Under current settings if you're unwell, you must stay home and get a test.
If you are required to isolate you will need to isolate for 14 days if you are a case, and 10 days if you are a close contact.
Prime Minister Jacinda Ardern says that as case numbers grow the approach to testing and isolation will change.
Overseas hospitals and other workplaces have been forced to relax isolation rules as patient safety and essential supplies were put at risk.
Here, Finance Minister Grant Robertson says he hasn't had any advice on the proportion of the workforce that could be off sick due to Omicron but understood it would be ''significant''.
Throughout the pandemic what happens in Australia happens here in some form, about six weeks later.
The Business Herald's Australia correspondent Christopher Niesche paints a grim picture.
''Omicron has cut a swathe through Australian businesses as staff contract the variant and have to stay away or are close contacts of those with the virus. ''
Restaurants don't have enough waiters and cooks to serve any more than a handful of diners; logistics companies don't have enough storeroom staff and drivers to get their goods out to shops; and retailers can't find sales assistants.
This adds up to empty shelves and agitated consumers.

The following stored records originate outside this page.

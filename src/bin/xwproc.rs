/*
** This file is a part of Xmlwrap (XML parsing and XSLT bridge)
** Copyright (C) 2025 Gurer Ozen
**
** Xmlwrap is free software: you can redistribute it and/or modify it
** under the terms of the GNU Lesser General Public License as
** published by the Free Software Foundation, either version 3 of
** the License, or (at your option) any later version.
*/

use std::path::PathBuf;
use std::process::ExitCode;

use clap::Parser;

use xmlwrap::DocumentError;
use xmlwrap::ParamSet;
use xmlwrap::ParseError;
use xmlwrap::ParserConfig;
use xmlwrap::Stylesheet;
use xmlwrap::StylesheetError;
use xmlwrap::TreeParser;

/// Applies an XSLT stylesheet to an XML document.
#[derive(Parser, Debug)]
#[command(name = "xwproc", version)]
struct Args {
    /// Pass a parameter as an XPath expression
    #[arg(short = 'p', long = "param", num_args = 2, value_names = ["NAME", "EXPRESSION"])]
    params: Vec<String>,

    /// Pass a parameter as a literal string
    #[arg(long = "stringparam", num_args = 2, value_names = ["NAME", "VALUE"])]
    string_params: Vec<String>,

    /// Write the result to a file instead of standard output
    #[arg(short = 'o', long = "output", value_name = "FILE")]
    output: Option<PathBuf>,

    /// The stylesheet
    #[arg(value_name = "STYLESHEET.xsl")]
    stylesheet: PathBuf,

    /// The document to transform
    #[arg(value_name = "FILE.xml")]
    file: PathBuf,
}

#[derive(Debug, thiserror::Error)]
enum XwprocError {
    #[error("{0}")]
    Stylesheet(#[from] StylesheetError),

    #[error("{0}")]
    Input(#[from] ParseError),

    #[error("{0}")]
    Output(#[from] DocumentError),

    #[error("string parameter {0} contains both quote characters")]
    Unquotable(String),
}

// Wraps a value into an XPath string literal.
fn quote(name: &str, value: &str) -> Result<String, XwprocError> {
    if !value.contains('\'') {
        Ok(format!("'{}'", value))
    } else if !value.contains('"') {
        Ok(format!("\"{}\"", value))
    } else {
        Err(XwprocError::Unquotable(name.to_string()))
    }
}

fn collect_params(args: &Args) -> Result<ParamSet, XwprocError> {
    let mut params = ParamSet::new();
    for pair in args.params.chunks_exact(2) {
        params.entry(pair[0].clone()).or_insert_with(|| pair[1].clone());
    }
    for pair in args.string_params.chunks_exact(2) {
        let value = quote(&pair[0], &pair[1])?;
        params.entry(pair[0].clone()).or_insert(value);
    }
    Ok(params)
}

fn process(args: &Args) -> Result<(), XwprocError> {
    let params = collect_params(args)?;
    let mut stylesheet = Stylesheet::from_file(&args.stylesheet)?;
    let input = TreeParser::parse_file(&args.file, &ParserConfig::default())?.into_document()?;
    let result = stylesheet.apply_with_params(&input, &params)?;
    match &args.output {
        Some(path) => result.save_to_file(path)?,
        None => print!("{}", result.save_to_string()),
    }
    Ok(())
}

fn main() -> ExitCode {
    env_logger::init();
    let args = Args::parse();

    match process(&args) {
        Ok(()) => ExitCode::SUCCESS,
        Err(err) => {
            eprintln!("Error: {}", err);
            ExitCode::FAILURE
        }
    }
}
/*
** This file is a part of Xmlwrap (XML parsing and XSLT bridge)
** Copyright (C) 2025 Gurer Ozen
**
** Xmlwrap is free software: you can redistribute it and/or modify it
** under the terms of the GNU Lesser General Public License as
** published by the Free Software Foundation, either version 3 of
** the License, or (at your option) any later version.
*/

use std::cmp::Ordering;

use crate::document::NodeId;
use crate::document::Tree;

use super::error::XPathError;

/// A node as seen by XPath.
///
/// Attributes are not nodes of the [Tree], so they are addressed by their
/// element and their index in its attribute list.
#[derive(Clone, Copy, Debug, Eq, PartialEq, Hash)]
pub enum XNode {
    Node(NodeId),
    Attribute(NodeId, usize),
}

impl XNode {
    // Attributes come right after their element in document order.
    fn order_key(self) -> (NodeId, usize) {
        match self {
            XNode::Node(id) => (id, 0),
            XNode::Attribute(id, index) => (id, index + 1),
        }
    }

    /// The tree node itself, or the element owning the attribute.
    pub fn node_id(self) -> NodeId {
        match self {
            XNode::Node(id) | XNode::Attribute(id, _) => id,
        }
    }

    pub fn is_attribute(self) -> bool {
        matches!(self, XNode::Attribute(..))
    }

    pub fn parent(self, tree: &Tree) -> Option<XNode> {
        match self {
            XNode::Node(id) => tree.parent(id).map(XNode::Node),
            XNode::Attribute(id, _) => Some(XNode::Node(id)),
        }
    }

    /// Qualified name of an element or attribute.
    pub fn name(self, tree: &Tree) -> Option<&str> {
        match self {
            XNode::Node(id) => tree.name(id),
            XNode::Attribute(id, index) => tree.attributes(id).get(index).map(|attr| attr.name.as_str()),
        }
    }

    pub fn string_value(self, tree: &Tree) -> String {
        match self {
            XNode::Node(id) => tree.string_value(id),
            XNode::Attribute(id, index) => tree
                .attributes(id)
                .get(index)
                .map(|attr| attr.value.clone())
                .unwrap_or_default(),
        }
    }
}

impl Ord for XNode {
    fn cmp(&self, other: &Self) -> Ordering {
        self.order_key().cmp(&other.order_key())
    }
}

impl PartialOrd for XNode {
    fn partial_cmp(&self, other: &Self) -> Option<Ordering> {
        Some(self.cmp(other))
    }
}

/// Result of an XPath expression.
#[derive(Clone, Debug, PartialEq)]
pub enum Value {
    /// Nodes in document order, without duplicates.
    NodeSet(Vec<XNode>),
    Boolean(bool),
    Number(f64),
    String(String),
}

impl Value {
    /// Builds a node-set, putting the nodes into document order.
    pub fn node_set(mut nodes: Vec<XNode>) -> Value {
        nodes.sort();
        nodes.dedup();
        Value::NodeSet(nodes)
    }

    pub fn nodes(&self) -> Option<&[XNode]> {
        match self {
            Value::NodeSet(nodes) => Some(nodes),
            _ => None,
        }
    }

    pub fn into_nodes(self) -> Result<Vec<XNode>, XPathError> {
        match self {
            Value::NodeSet(nodes) => Ok(nodes),
            _ => Err(XPathError::NotANodeSet),
        }
    }

    pub fn to_boolean(&self) -> bool {
        match self {
            Value::NodeSet(nodes) => !nodes.is_empty(),
            Value::Boolean(b) => *b,
            Value::Number(n) => *n != 0.0 && !n.is_nan(),
            Value::String(s) => !s.is_empty(),
        }
    }

    pub fn to_number(&self, tree: &Tree) -> f64 {
        match self {
            Value::NodeSet(_) => string_to_number(&self.to_string_value(tree)),
            Value::Boolean(b) => {
                if *b {
                    1.0
                } else {
                    0.0
                }
            }
            Value::Number(n) => *n,
            Value::String(s) => string_to_number(s),
        }
    }

    pub fn to_string_value(&self, tree: &Tree) -> String {
        match self {
            Value::NodeSet(nodes) => nodes
                .first()
                .map(|node| node.string_value(tree))
                .unwrap_or_default(),
            Value::Boolean(b) => b.to_string(),
            Value::Number(n) => number_to_string(*n),
            Value::String(s) => s.clone(),
        }
    }
}

pub(crate) fn is_xml_space(c: char) -> bool {
    matches!(c, ' ' | '\t' | '\r' | '\n')
}

/// Converts a string with the strict XPath number syntax.
pub fn string_to_number(s: &str) -> f64 {
    let s = s.trim_matches(is_xml_space);
    let digits = s.strip_prefix('-').unwrap_or(s);
    let mut seen_digit = false;
    let mut seen_dot = false;
    for c in digits.chars() {
        match c {
            '0'..='9' => seen_digit = true,
            '.' if !seen_dot => seen_dot = true,
            _ => return f64::NAN,
        }
    }
    if !seen_digit {
        return f64::NAN;
    }
    s.parse().unwrap_or(f64::NAN)
}

/// Formats a number the way XPath `string()` does.
pub fn number_to_string(n: f64) -> String {
    if n.is_nan() {
        "NaN".to_string()
    } else if n.is_infinite() {
        if n > 0.0 {
            "Infinity".to_string()
        } else {
            "-Infinity".to_string()
        }
    } else if n == 0.0 {
        "0".to_string()
    } else {
        n.to_string()
    }
}
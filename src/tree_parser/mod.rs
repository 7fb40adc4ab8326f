/*
** This file is a part of Xmlwrap (XML parsing and XSLT bridge)
** Copyright (C) 2025 Gurer Ozen
**
** Xmlwrap is free software: you can redistribute it and/or modify it
** under the terms of the GNU Lesser General Public License as
** published by the Free Software Foundation, either version 3 of
** the License, or (at your option) any later version.
*/

mod error;

use std::fmt;
use std::fs::File;
use std::ops::ControlFlow;
use std::path::Path;

pub use error::ParseError;

use crate::ErrorChannel;
use crate::document::Document;
use crate::document::ParserContext;
use crate::document::SaxCallbacks;
use crate::document::Whitespace;
use crate::document::parse_file_with_data;

/// Settings of a parse session.
///
/// `keep_blanks` decides whether ignorable whitespace becomes text in the
/// tree. `raise_on_error` selects between the two failure modes: returning
/// an error, or returning a failed session which can be inspected.
#[derive(Clone, Copy, Debug, Eq, PartialEq)]
pub struct ParserConfig {
    pub keep_blanks: bool,
    pub raise_on_error: bool,
}

impl ParserConfig {
    pub fn new() -> ParserConfig {
        ParserConfig::default()
    }

    pub fn with_keep_blanks(mut self, keep_blanks: bool) -> ParserConfig {
        self.keep_blanks = keep_blanks;
        self
    }

    pub fn with_raise_on_error(mut self, raise_on_error: bool) -> ParserConfig {
        self.raise_on_error = raise_on_error;
        self
    }
}

impl Default for ParserConfig {
    fn default() -> Self {
        ParserConfig {
            keep_blanks: true,
            raise_on_error: true,
        }
    }
}

// The per-parse state the engine calls back into.
struct Session<'a> {
    channel: &'a mut ErrorChannel,
    keep_blanks: bool,
}

impl SaxCallbacks for Session<'_> {
    fn warning(&mut self, message: fmt::Arguments<'_>) {
        self.channel.record_warning(message);
    }

    fn error(&mut self, message: fmt::Arguments<'_>) -> ControlFlow<()> {
        self.channel.record_error(message);
        ControlFlow::Break(())
    }

    fn fatal_error(&mut self, message: fmt::Arguments<'_>) {
        self.channel.record_error(message);
    }

    fn ignorable_whitespace(&mut self, _text: &str) -> Whitespace {
        if self.keep_blanks {
            Whitespace::Keep
        } else {
            Whitespace::Ignore
        }
    }
}

/// A parse session and its outcome.
///
/// A session either holds a complete document or is failed; a failed
/// session never exposes a tree, only its diagnostics.
///
/// # Examples
///
/// ```
/// use xmlwrap::{ParserConfig, TreeParser};
///
/// let parser = TreeParser::parse_bytes(b"<a><b/></a>", &ParserConfig::default()).unwrap();
/// assert!(!parser.failed());
/// let doc = parser.document().unwrap();
/// assert_eq!(doc.to_string(), "<a><b/></a>");
///
/// let config = ParserConfig::default().with_raise_on_error(false);
/// let parser = TreeParser::parse_bytes(b"<a><b></a>", &config).unwrap();
/// assert!(parser.failed());
/// assert!(parser.error_message().contains("mismatch"));
/// ```
#[derive(Debug)]
pub struct TreeParser {
    channel: ErrorChannel,
    document: Option<Document>,
    failure: Option<ParseError>,
}

impl TreeParser {
    /// Parses a file.
    pub fn parse_file(path: impl AsRef<Path>, config: &ParserConfig) -> Result<TreeParser, ParseError> {
        let path = path.as_ref();
        log::debug!("parsing file {}", path.display());

        let mut channel = ErrorChannel::default();
        let mut session = Session {
            channel: &mut channel,
            keep_blanks: config.keep_blanks,
        };
        let tree = parse_file_with_data(path, &mut session);

        match tree {
            Some(tree) if channel.is_ok() => Ok(TreeParser::succeeded(channel, Document::from_tree(tree))),
            _ => {
                // Only a message which no callback touched is worth a second
                // look; an engine diagnostic is kept as it is.
                let mut unavailable = false;
                if channel.is_default_message() && File::open(path).is_err() {
                    channel.set_message(format!("failed to open file \"{}\"", path.display()));
                    unavailable = true;
                }
                channel.mark_failed();
                let failure = if unavailable {
                    ParseError::SourceUnavailable(channel.message().to_string())
                } else {
                    TreeParser::classify(&channel)
                };
                TreeParser::failed_with(channel, failure, config)
            }
        }
    }

    /// Parses an in-memory buffer.
    ///
    /// An empty buffer gives [ParseError::NoContext] in both failure modes.
    pub fn parse_bytes(data: &[u8], config: &ParserConfig) -> Result<TreeParser, ParseError> {
        log::debug!("parsing {} bytes from memory", data.len());
        let Some(mut context) = ParserContext::from_memory(data) else {
            return Err(ParseError::NoContext);
        };

        let mut channel = ErrorChannel::default();
        let mut session = Session {
            channel: &mut channel,
            keep_blanks: config.keep_blanks,
        };
        let result = context.parse_document(&mut session);

        if result.is_ok() && context.well_formed() && channel.is_ok() {
            if let Some(tree) = context.take_document() {
                return Ok(TreeParser::succeeded(channel, Document::from_tree(tree)));
            }
        }

        // The context frees whatever tree it still holds.
        drop(context);
        channel.mark_failed();
        let failure = TreeParser::classify(&channel);
        TreeParser::failed_with(channel, failure, config)
    }

    fn succeeded(channel: ErrorChannel, document: Document) -> TreeParser {
        log::debug!("parse succeeded");
        TreeParser {
            channel,
            document: Some(document),
            failure: None,
        }
    }

    fn classify(channel: &ErrorChannel) -> ParseError {
        let message = channel.message().to_string();
        if channel.is_default_message() {
            ParseError::Unknown(message)
        } else {
            ParseError::Malformed(message)
        }
    }

    fn failed_with(
        channel: ErrorChannel,
        failure: ParseError,
        config: &ParserConfig,
    ) -> Result<TreeParser, ParseError> {
        log::debug!("parse failed: {}", failure);
        if config.raise_on_error {
            return Err(failure);
        }
        Ok(TreeParser {
            channel,
            document: None,
            failure: Some(failure),
        })
    }

    /// Whether the parse failed.
    pub fn failed(&self) -> bool {
        self.failure.is_some()
    }

    /// The diagnostic of a failed parse.
    ///
    /// For a successful parse this is the generic default message.
    pub fn error_message(&self) -> &str {
        self.channel.message()
    }

    /// Whether the engine reported warnings, independent of success.
    pub fn had_warnings(&self) -> bool {
        self.channel.had_warnings()
    }

    /// The parsed document, or `None` for a failed parse.
    pub fn document(&self) -> Option<&Document> {
        self.document.as_ref()
    }

    pub fn document_mut(&mut self) -> Option<&mut Document> {
        self.document.as_mut()
    }

    /// Moves the parsed document out of the session.
    pub fn into_document(self) -> Result<Document, ParseError> {
        match (self.document, self.failure) {
            (Some(document), None) => Ok(document),
            (_, Some(failure)) => Err(failure),
            (None, None) => Err(ParseError::Unknown(self.channel.message().to_string())),
        }
    }
}
/*
** This file is a part of Xmlwrap (XML parsing and XSLT bridge)
** Copyright (C) 2025 Gurer Ozen
**
** Xmlwrap is free software: you can redistribute it and/or modify it
** under the terms of the GNU Lesser General Public License as
** published by the Free Software Foundation, either version 3 of
** the License, or (at your option) any later version.
*/

use super::*;
use std::ops::ControlFlow;

#[derive(Default)]
struct Collector {
    warnings: Vec<String>,
    errors: Vec<String>,
    fatals: Vec<String>,
    whitespace: Vec<String>,
    ignore_blanks: bool,
    stop_on_error: bool,
}

impl SaxCallbacks for Collector {
    fn warning(&mut self, message: fmt::Arguments<'_>) {
        self.warnings.push(message.to_string());
    }

    fn error(&mut self, message: fmt::Arguments<'_>) -> ControlFlow<()> {
        self.errors.push(message.to_string());
        if self.stop_on_error {
            ControlFlow::Break(())
        } else {
            ControlFlow::Continue(())
        }
    }

    fn fatal_error(&mut self, message: fmt::Arguments<'_>) {
        self.fatals.push(message.to_string());
    }

    fn ignorable_whitespace(&mut self, text: &str) -> Whitespace {
        self.whitespace.push(text.to_string());
        if self.ignore_blanks {
            Whitespace::Ignore
        } else {
            Whitespace::Keep
        }
    }
}

struct Outcome {
    result: Result<(), ParseAborted>,
    well_formed: bool,
    tree: Option<Tree>,
}

fn parse_with(xml: &str, callbacks: &mut Collector) -> Outcome {
    let mut context = ParserContext::from_memory(xml.as_bytes()).unwrap();
    let result = context.parse_document(callbacks);
    Outcome {
        result,
        well_formed: context.well_formed(),
        tree: context.take_document(),
    }
}

fn compact(tree: Tree) -> String {
    Document::from_tree(tree).to_string()
}

#[test]
fn tree_access() {
    let doc: Document = "<a x='1'><b/>text<c>more</c></a>".parse().unwrap();
    let tree = doc.tree();
    let a = tree.document_element().unwrap();
    assert_eq!(tree.name(a), Some("a"));
    assert_eq!(tree.attribute(a, "x"), Some("1"));
    assert_eq!(tree.attribute(a, "y"), None);
    assert_eq!(tree.parent(a), Some(tree.root()));

    let children = tree.children(a);
    assert_eq!(children.len(), 3);
    assert_eq!(tree.name(children[0]), Some("b"));
    assert_eq!(tree.text(children[1]), Some("text"));
    assert_eq!(tree.string_value(a), "textmore");

    let order: Vec<NodeId> = tree.descendant_or_self(tree.root()).collect();
    let mut sorted = order.clone();
    sorted.sort();
    assert_eq!(order, sorted);
    assert_eq!(order.len(), tree.len());
}

#[test]
fn text_pieces_are_merged() {
    let doc: Document = "<a>x &amp; y<![CDATA[ <z> ]]></a>".parse().unwrap();
    let tree = doc.tree();
    let a = tree.document_element().unwrap();
    assert_eq!(tree.children(a).len(), 1);
    assert_eq!(tree.string_value(a), "x & y <z> ");
    assert_eq!(doc.to_string(), "<a>x &amp; y &lt;z&gt; </a>");
}

#[test]
fn namespace_lookup() {
    let doc: Document = "<a xmlns='urn:d' xmlns:p='urn:p'><p:b><c/></p:b></a>".parse().unwrap();
    let tree = doc.tree();
    let c = tree.descendant_or_self(tree.root()).last().unwrap();
    assert_eq!(tree.name(c), Some("c"));
    assert_eq!(tree.lookup_namespace(c, "p"), Some("urn:p"));
    assert_eq!(tree.lookup_namespace(c, ""), Some("urn:d"));
    assert_eq!(tree.lookup_namespace(c, "q"), None);
    assert_eq!(tree.lookup_namespace(c, "xml"), Some(XML_NAMESPACE));
    assert_eq!(split_qname("p:b"), (Some("p"), "b"));
    assert_eq!(split_qname("b"), (None, "b"));
}

#[test]
fn copies() {
    let doc: Document = "<a><b> </b><c>x</c></a>".parse().unwrap();
    let mut other = Tree::new();
    let root = other.root();
    let holder = other.append_element(root, "holder");
    other.copy_from(holder, doc.tree(), doc.document_element().unwrap());
    assert_eq!(compact(other), "<holder><a><b> </b><c>x</c></a></holder>");

    let stripped = doc
        .tree()
        .filtered_copy(|tree, id| !tree.string_value(id).trim().is_empty());
    assert_eq!(compact(stripped), "<a><b/><c>x</c></a>");
}

#[test]
fn tree_editing() {
    let mut tree = Tree::new();
    let root = tree.root();
    let a = tree.append_element(root, "a");
    assert!(tree.set_attribute(a, "k", "v1"));
    assert!(tree.set_attribute(a, "k", "v2"));
    tree.append_text(a, "x<");
    tree.append_text(a, "y");
    let t = tree.children(a)[0];
    assert!(!tree.set_attribute(t, "k", "v"));
    assert_eq!(compact(tree), "<a k=\"v2\">x&lt;y</a>");
}

#[test]
fn empty_buffer_has_no_context() {
    assert!(ParserContext::from_memory(b"").is_none());
    assert!(matches!("".parse::<Document>(), Err(DocumentError::BadXml(_))));
}

#[test]
fn tag_mismatch_is_fatal() {
    let mut callbacks = Collector::default();
    let outcome = parse_with("<a><b></a>", &mut callbacks);
    assert_eq!(outcome.result, Err(ParseAborted));
    assert!(!outcome.well_formed);
    assert_eq!(
        callbacks.fatals,
        vec!["line 1, column 10: Opening and ending tag mismatch: b and a".to_string()]
    );
    assert!(callbacks.warnings.is_empty());
    assert!(callbacks.errors.is_empty());
}

#[test]
fn syntax_errors_are_fatal() {
    let mut callbacks = Collector::default();
    let outcome = parse_with("<a>\n<b x='1' x='2'/></a>", &mut callbacks);
    assert!(outcome.result.is_err());
    assert_eq!(callbacks.fatals.len(), 1);
    assert!(callbacks.fatals[0].starts_with("line 2, column"));
    assert!(callbacks.fatals[0].ends_with("Attribute redefined x"));

    let mut callbacks = Collector::default();
    let outcome = parse_with("<a><b></b>", &mut callbacks);
    assert!(!outcome.well_formed);
    assert_eq!(callbacks.fatals.len(), 1);
    assert!(callbacks.fatals[0].contains("unclosed tags"));

    let mut callbacks = Collector::default();
    parse_with("   ", &mut callbacks);
    assert_eq!(callbacks.fatals, vec!["line 1, column 4: Document is empty".to_string()]);
}

#[test]
fn undefined_prefix_is_recoverable() {
    let mut callbacks = Collector::default();
    let outcome = parse_with("<p:a q:x='1'/>", &mut callbacks);
    assert_eq!(outcome.result, Ok(()));
    assert!(outcome.well_formed);
    assert!(outcome.tree.is_some());
    assert_eq!(
        callbacks.errors,
        vec![
            "Namespace prefix p on p:a is not defined".to_string(),
            "Namespace prefix q on p:a is not defined".to_string(),
        ]
    );

    let mut callbacks = Collector {
        stop_on_error: true,
        ..Default::default()
    };
    let outcome = parse_with("<a><p:b/><c/></a>", &mut callbacks);
    assert_eq!(outcome.result, Err(ParseAborted));
    assert_eq!(callbacks.errors.len(), 1);
    assert!(callbacks.fatals.is_empty());

    let mut callbacks = Collector::default();
    parse_with("<a xmlns:p='urn:p'><p:b p:x='1'/></a>", &mut callbacks);
    assert!(callbacks.errors.is_empty());
}

#[test]
fn warnings() {
    let mut callbacks = Collector::default();
    let outcome = parse_with("<?xml version='1.1'?><a xmlns='foo'/>", &mut callbacks);
    assert!(outcome.well_formed);
    assert_eq!(
        callbacks.warnings,
        vec![
            "Unsupported version '1.1'".to_string(),
            "xmlns: URI foo is not absolute".to_string(),
        ]
    );

    let mut callbacks = Collector::default();
    parse_with("<?xml version=\"1.0\" encoding=\"UTF-8\"?><a xmlns='urn:x'/>", &mut callbacks);
    assert!(callbacks.warnings.is_empty());

    let mut callbacks = Collector::default();
    parse_with("<a><?xml version='1.0'?></a>", &mut callbacks);
    assert_eq!(callbacks.fatals.len(), 1);
}

#[test]
fn ignorable_whitespace() {
    const XML: &str = "<a>\n  <b/>\n  <c>x</c>\n</a>";

    let mut callbacks = Collector {
        ignore_blanks: true,
        ..Default::default()
    };
    let outcome = parse_with(XML, &mut callbacks);
    assert_eq!(callbacks.whitespace.len(), 3);
    assert_eq!(compact(outcome.tree.unwrap()), "<a><b/><c>x</c></a>");

    // Once a blank is kept the parent has a text child, so later blanks
    // are no longer offered.
    let mut callbacks = Collector::default();
    let outcome = parse_with(XML, &mut callbacks);
    assert_eq!(callbacks.whitespace.len(), 1);
    assert_eq!(compact(outcome.tree.unwrap()), XML);
}

#[test]
fn whitespace_that_is_never_ignorable() {
    for xml in [
        "<a> </a>",
        "<a>x <b/> </a>",
        "<a><![CDATA[ ]]><b/></a>",
        "<a xml:space='preserve'> <b/> </a>",
    ] {
        let mut callbacks = Collector {
            ignore_blanks: true,
            ..Default::default()
        };
        let outcome = parse_with(xml, &mut callbacks);
        assert!(callbacks.whitespace.is_empty(), "{}", xml);
        assert!(outcome.well_formed);
    }
}

#[test]
fn panicking_callbacks_are_contained() {
    struct Panicky;

    impl SaxCallbacks for Panicky {
        fn warning(&mut self, _message: fmt::Arguments<'_>) {
            panic!("warning handler failed");
        }

        fn error(&mut self, _message: fmt::Arguments<'_>) -> ControlFlow<()> {
            panic!("error handler failed");
        }
    }

    let mut context = ParserContext::from_memory(b"<?xml version='2.0'?><a/>").unwrap();
    assert_eq!(context.parse_document(&mut Panicky), Ok(()));
    assert!(context.well_formed());

    let mut context = ParserContext::from_memory(b"<a><p:b/></a>").unwrap();
    assert_eq!(context.parse_document(&mut Panicky), Err(ParseAborted));
}

#[test]
fn file_parsing() {
    let dir = tempfile::tempdir().unwrap();
    let good = dir.path().join("good.xml");
    std::fs::write(&good, "<a><b/></a>").unwrap();
    let bad = dir.path().join("bad.xml");
    std::fs::write(&bad, "<a><b></a>").unwrap();

    let mut callbacks = Collector::default();
    let tree = parse_file_with_data(&good, &mut callbacks).unwrap();
    assert_eq!(compact(tree), "<a><b/></a>");

    let mut callbacks = Collector::default();
    assert!(parse_file_with_data(&bad, &mut callbacks).is_none());
    assert_eq!(callbacks.fatals.len(), 1);

    let mut callbacks = Collector::default();
    assert!(parse_file_with_data(&dir.path().join("missing.xml"), &mut callbacks).is_none());
    assert!(callbacks.fatals.is_empty());
    assert!(callbacks.errors.is_empty());
}

#[test]
fn plain_save() {
    let doc: Document = "<a><b/></a>".parse().unwrap();
    assert_eq!(doc.save_to_string(), "<?xml version=\"1.0\"?>\n<a><b/></a>\n");
    assert_eq!(Document::new().save_to_string(), "<?xml version=\"1.0\"?>\n");
}

#[test]
fn stylesheet_save() {
    let tree = "<a><b><c/></b><d>x</d></a>".parse::<Document>().unwrap().into_tree();
    let settings = OutputSettings {
        indent: true,
        ..Default::default()
    };
    let doc = Document::from_transform(tree, Arc::new(settings));
    assert!(matches!(doc.serialization(), Serialization::Stylesheet(_)));
    assert_eq!(
        doc.save_to_string(),
        "<?xml version=\"1.0\" encoding=\"UTF-8\"?>\n<a>\n  <b>\n    <c/>\n  </b>\n  <d>x</d>\n</a>\n"
    );

    let tree = "<r>ç</r>".parse::<Document>().unwrap().into_tree();
    let settings = OutputSettings {
        encoding: Some("ISO-8859-1".to_string()),
        standalone: Some(true),
        doctype_system: Some("r.dtd".to_string()),
        ..Default::default()
    };
    let doc = Document::from_transform(tree, Arc::new(settings));
    assert_eq!(
        doc.save_to_string(),
        "<?xml version=\"1.0\" encoding=\"ISO-8859-1\" standalone=\"yes\"?>\n<!DOCTYPE r SYSTEM \"r.dtd\">\n<r>&#231;</r>\n"
    );
}

#[test]
fn html_and_text_save() {
    let tree = "<html><body><p/><br/>a&amp;b</body></html>"
        .parse::<Document>()
        .unwrap()
        .into_tree();
    let doc = Document::from_transform(tree, Arc::new(OutputSettings::default()));
    assert_eq!(doc.save_to_string(), "<html><body><p></p><br>a&amp;b</body></html>\n");

    let tree = "<a>one<b>two</b></a>".parse::<Document>().unwrap().into_tree();
    let settings = OutputSettings {
        method: Some(OutputMethod::Text),
        ..Default::default()
    };
    let doc = Document::from_transform(tree, Arc::new(settings));
    assert_eq!(doc.save_to_string(), "onetwo");
}

#[test]
fn save_to_file() {
    let dir = tempfile::tempdir().unwrap();
    let path = dir.path().join("out.xml");
    let doc: Document = "<a/>".parse().unwrap();
    doc.save_to_file(&path).unwrap();
    assert_eq!(std::fs::read_to_string(&path).unwrap(), "<?xml version=\"1.0\"?>\n<a/>\n");

    let missing = dir.path().join("no/such/dir/out.xml");
    assert!(matches!(doc.save_to_file(&missing), Err(DocumentError::Io(_))));
}

#[test]
fn deep_trees_serialize() {
    let mut tree = Tree::new();
    let mut node = tree.root();
    for _ in 0..100_000 {
        node = tree.append_element(node, "a");
    }
    tree.append_text(node, "x");

    let mut copy = Tree::new();
    let root = copy.root();
    copy.copy_from(root, &tree, tree.root());
    assert_eq!(copy.len(), tree.len());

    let expected = format!("{}x{}", "<a>".repeat(100_000), "</a>".repeat(100_000));
    let doc = Document::from_tree(copy);
    assert_eq!(doc.to_string(), expected);
    assert_eq!(doc.save_to_string(), format!("<?xml version=\"1.0\"?>\n{}\n", expected));
    assert_eq!(tree.string_value(tree.root()), "x");
}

And there are further parallels.
Across the Tasman the effect on businesses is worse than in the midst of the extensive lockdowns of 2020 and 2021. At least during lockdown, businesses were receiving finance support from the government to keep afloat, as happened here.
The hard-hit hospitality sector here is already calling for new financial support amid more restaurant closures but Robertson promised nothing that hadn't been signalled.
Businesses and the self-employed would be able to access existing support, including the $359 per week per worker Short-Term Absence payments and Leave Support Scheme ($600 per week for full timers, $359 per week for part-timers), and that Inland Revenue, at the IRD Commissioner's discretion, would continue to offer leeway to businesses hit by the pandemic.
Last August's lockdown following the Delta outbreak in Auckland - due a border failure at the time the Government had failed to vaccinate 80 per cent of those eligible in the city - drained the public finances of at least $5 billion.
Robertson says there's about $4b left in the Covid response fund and the shift to the red setting will cost about $200m a week.
Businesses face roaring inflation, climbing interest rates and are already facing acute labour shortages in many areas.
They've been spared blunt force lockdowns but the threat of the ''big sick'' means it's not getting any easier for firms that employ thousands like Air New Zealand or those with just a handful of staff. Fallout from Omicron threatens them all.